When Achior saw all that the God of
Israel had done, he believed firmly in God. So he was circumcised and joined
the House of Israel, remaining so to this day.
The unfortunate misconception that Achior was an Ammonite,
who would join the Assembly of Israel despite the Deuteronomical ban, is one of
the primary reasons why the Jews (Protestants) did not accept the Book of
Judith into their scriptural canons.
The confusion of names (people and places), as already
mentioned, is another reason. But this, too, can be rectified.

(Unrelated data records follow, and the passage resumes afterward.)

//! Generate and validate command handlers.

use serde::Serialize;
use tabled::Tabled;
use tracing::info;
use tunnelward_core::{GenerationOutcome, Generator, document};

use crate::cli::{GenerateArgs, GlobalOpts, OutputFormat, SelectArgs};
use crate::error::CliError;
use crate::output;

use super::util;

// ── Table rows ───────────────────────────────────────────────────────

#[derive(Tabled)]
struct OutcomeRow {
    #[tabled(rename = "Profile")]
    name: String,
    #[tabled(rename = "Class")]
    class: String,
    #[tabled(rename = "Status")]
    status: String,
    #[tabled(rename = "Warnings")]
    warnings: usize,
    #[tabled(rename = "Failures")]
    failures: usize,
}

#[derive(Tabled)]
struct IssueRow {
    #[tabled(rename = "Profile")]
    name: String,
    #[tabled(rename = "Severity")]
    severity: String,
    #[tabled(rename = "Issue")]
    message: String,
}

#[derive(Serialize)]
struct ValidationSummary<'a> {
    valid: bool,
    profiles: Vec<ProfileSummary<'a>>,
}

#[derive(Serialize)]
struct ProfileSummary<'a> {
    name: &'a str,
    class: String,
    valid: bool,
    warnings: Vec<&'a str>,
    failures: Vec<&'a str>,
}

// ── Shared ───────────────────────────────────────────────────────────

fn run_generator(
    select: &SelectArgs,
    global: &GlobalOpts,
) -> Result<Vec<GenerationOutcome>, CliError> {
    let (config, path) = util::load_config(global)?;
    let settings = util::selected_settings(&config, select.class, &path)?;
    let generator = Generator::new(
        config.capability(),
        util::route_sources(&settings, select.offline),
    );
    let outcomes: Vec<_> = settings.iter().map(|s| generator.generate(s)).collect();
    info!(
        profiles = outcomes.len(),
        build = config.host.build,
        "generation finished"
    );
    Ok(outcomes)
}

fn failed(outcomes: &[GenerationOutcome]) -> Result<(), CliError> {
    let bad: Vec<&str> = outcomes
        .iter()
        .filter(|o| !o.is_ok())
        .map(|o| o.name.as_str())
        .collect();
    if bad.is_empty() {
        return Ok(());
    }
    Err(CliError::GenerationFailed {
        count: bad.len(),
        profiles: bad.join(", "),
    })
}

fn verdict(outcome: &GenerationOutcome) -> &'static str {
    if outcome.is_ok() { "valid" } else { "invalid" }
}

fn report_issues(outcome: &GenerationOutcome, quiet: bool) {
    for issue in &outcome.failures {
        eprintln!("error: {}: {}", outcome.name, issue.message);
    }
    if quiet {
        return;
    }
    for issue in &outcome.warnings {
        eprintln!("warning: {}: {}", outcome.name, issue.message);
    }
}

// ── Generate ─────────────────────────────────────────────────────────

pub fn handle_generate(args: &GenerateArgs, global: &GlobalOpts) -> Result<(), CliError> {
    let outcomes = run_generator(&args.select, global)?;

    match global.output {
        OutputFormat::Table | OutputFormat::Plain => {
            let labelled = outcomes.len() > 1;
            let mut docs = Vec::new();
            for outcome in &outcomes {
                report_issues(outcome, global.quiet);
                let Some(doc) = outcome.document.as_deref() else {
                    continue;
                };
                let doc = if args.pretty {
                    document::parse(doc)
                        .and_then(|root| document::render_pretty(&root))
                        .map_err(|e| CliError::InvalidDocument {
                            path: outcome.name.clone(),
                            message: e.to_string(),
                        })?
                } else {
                    doc.to_owned()
                };
                if labelled {
                    docs.push(format!("<!-- {} ({}) -->\n{doc}", outcome.name, outcome.class));
                } else {
                    docs.push(doc);
                }
            }
            output::print_output(&docs.join("\n"), global.quiet);
        }
        ref structured => {
            let out = output::render_structured(structured, &outcomes)?;
            output::print_output(&out, global.quiet);
        }
    }

    failed(&outcomes)
}

// ── Validate ─────────────────────────────────────────────────────────

pub fn handle_validate(args: &SelectArgs, global: &GlobalOpts) -> Result<(), CliError> {
    let outcomes = run_generator(args, global)?;
    let color = output::should_color(&global.color);

    let out = match global.output {
        OutputFormat::Table => {
            let rows: Vec<OutcomeRow> = outcomes
                .iter()
                .map(|o| OutcomeRow {
                    name: o.name.clone(),
                    class: o.class.to_string(),
                    status: output::status(verdict(o), o.is_ok(), color),
                    warnings: o.warnings.len(),
                    failures: o.failures.len(),
                })
                .collect();
            let issues: Vec<IssueRow> = outcomes
                .iter()
                .flat_map(|o| {
                    o.failures.iter().chain(&o.warnings).map(|i| IssueRow {
                        name: o.name.clone(),
                        severity: i.severity.to_string(),
                        message: i.message.clone(),
                    })
                })
                .collect();
            let mut out = output::render_table(&rows);
            if !issues.is_empty() {
                out.push_str("\n\n");
                out.push_str(&output::render_table(&issues));
            }
            out
        }
        OutputFormat::Plain => outcomes
            .iter()
            .map(|o| format!("{}\t{}", o.name, verdict(o)))
            .collect::<Vec<_>>()
            .join("\n"),
        ref structured => {
            let summary = ValidationSummary {
                valid: outcomes.iter().all(GenerationOutcome::is_ok),
                profiles: outcomes
                    .iter()
                    .map(|o| ProfileSummary {
                        name: &o.name,
                        class: o.class.to_string(),
                        valid: o.is_ok(),
                        warnings: o.warnings.iter().map(|i| i.message.as_str()).collect(),
                        failures: o.failures.iter().map(|i| i.message.as_str()).collect(),
                    })
                    .collect(),
            };
            output::render_structured(structured, &summary)?
        }
    };
    output::print_output(&out, global.quiet);

    failed(&outcomes)
}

Tobit himself tells us precisely who was this Ahikar
(Achior) (Tobit 1:21-22):
But not forty days passed before two
of Sennacherib’s sons killed him, and when they fled to the mountains of
Ararat, his son Esarhaddon reigned after him. He appointed Ahikar, the
son of my brother Hanael, over all the accounts of his kingdom, and he
had authority over the entire administration. …. Now Ahikar was chief
cupbearer, keeper of the signet, and in charge of administration and accounts
under King Sennacherib of Assyria, so Esarhaddon appointed him as
second-in-command. He was my nephew and so a close relative.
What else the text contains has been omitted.